Microsoft Azure

GitHub Advanced Security

GH-500

Prepare for the GH-500 exam to validate your knowledge in GitHub Advanced Security.

141 questions 0 views Free
Start Mock Test Timed · Full-length · Scored

Questions 41–50 of 141

Q41

A company needs to comply with PCI DSS requirements. Which GitHub feature can ensure that sensitive information is protected in their code?

  • A Commit History
  • B Secret scanning
  • C Pull request reviews
  • D Branch policies
Explanation Secret scanning is specifically designed to identify credentials, while the others do not directly protect sensitive information.
Q42

You are configuring a GitHub Actions workflow. What happens if a step fails and you have not set continue-on-error?

  • A The workflow stops completely.
  • B The workflow skips to next job.
  • C It retries the step automatically.
  • D It marks the job as successful.
Explanation If continue-on-error is not set, a failed step halts the workflow altogether, whereas the others incorrectly suggest different behaviors.
Q43

Which service provides automated code scanning for vulnerabilities?

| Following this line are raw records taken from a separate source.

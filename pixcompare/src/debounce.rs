//! Deadline-based debouncing.
//!
//! A [`Debouncer`] holds at most one pending piece of work. Scheduling again
//! before the deadline replaces the pending work and restarts the delay, so
//! only the last request in a burst ever runs. Nothing runs on its own: the
//! owner polls from its event loop, using [`Debouncer::deadline`] to arm a
//! wake-up.

use std::time::{Duration, Instant};

#[derive(Debug)]
struct Pending<T> {
    work: T,
    due: Instant,
}

/// Coalesces repeated requests into one delayed invocation.
///
/// `T` is the scheduled work: a closure, or a job description the owner runs
/// itself once [`poll`](Self::poll) hands it out.
#[derive(Debug)]
pub struct Debouncer<T> {
    pending: Option<Pending<T>>,
}

impl<T> Default for Debouncer<T> {
    fn default() -> Self {
        Self::new()
    }
}

impl<T> Debouncer<T> {
    /// Creates a debouncer with nothing pending.
    #[must_use]
    pub fn new() -> Self {
        Self { pending: None }
    }

    /// Schedules `work` to become due `delay` from now, dropping any work that
    /// has not been handed out yet.
    pub fn schedule(&mut self, work: T, delay: Duration) {
        self.schedule_at(work, delay, Instant::now());
    }

    /// [`schedule`](Self::schedule) with an explicit current time.
    pub fn schedule_at(&mut self, work: T, delay: Duration, now: Instant) {
        if self.pending.is_some() {
            log::debug!("debounce: superseding pending work");
        }
        self.pending = Some(Pending {
            work,
            due: now + delay,
        });
    }

    /// Hands out the pending work if its deadline has passed.
    pub fn poll(&mut self) -> Option<T> {
        self.poll_at(Instant::now())
    }

    /// [`poll`](Self::poll) with an explicit current time.
    pub fn poll_at(&mut self, now: Instant) -> Option<T> {
        if self.pending.as_ref().is_some_and(|p| now >= p.due) {
            self.pending.take().map(|p| p.work)
        } else {
            None
        }
    }

    /// Drops the pending work without running it.
    pub fn cancel(&mut self) -> Option<T> {
        self.pending.take().map(|p| p.work)
    }

    /// Whether work is waiting for its deadline.
    #[must_use]
    pub fn is_pending(&self) -> bool {
        self.pending.is_some()
    }

    /// When the pending work becomes due.
    #[must_use]
    pub fn deadline(&self) -> Option<Instant> {
        self.pending.as_ref().map(|p| p.due)
    }
}

impl<F: FnOnce()> Debouncer<F> {
    /// Runs the pending closure if it is due. Returns whether it ran.
    pub fn run_due(&mut self) -> bool {
        self.run_due_at(Instant::now())
    }

    /// [`run_due`](Self::run_due) with an explicit current time.
    pub fn run_due_at(&mut self, now: Instant) -> bool {
        match self.poll_at(now) {
            Some(work) => {
                work();
                true
            }
            None => false,
        }
    }
}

  • A GitHub Advanced Security
  • B Azure DevOps
  • C Container Registry
  • D Azure Firewall
Explanation GitHub Advanced Security automatically scans code for vulnerabilities, while others do not focus on code scanning.
Q44

A company needs to enforce branch protection rules. What should they do?

  • A Disable pull requests
  • B Use environment variables
  • C Enable branch protection settings
  • D Increase repository visibility
Explanation Enabling branch protection settings ensures that specific rules are enforced on important branches.
Q45

What happens when a secret is exposed in a public GitHub repository?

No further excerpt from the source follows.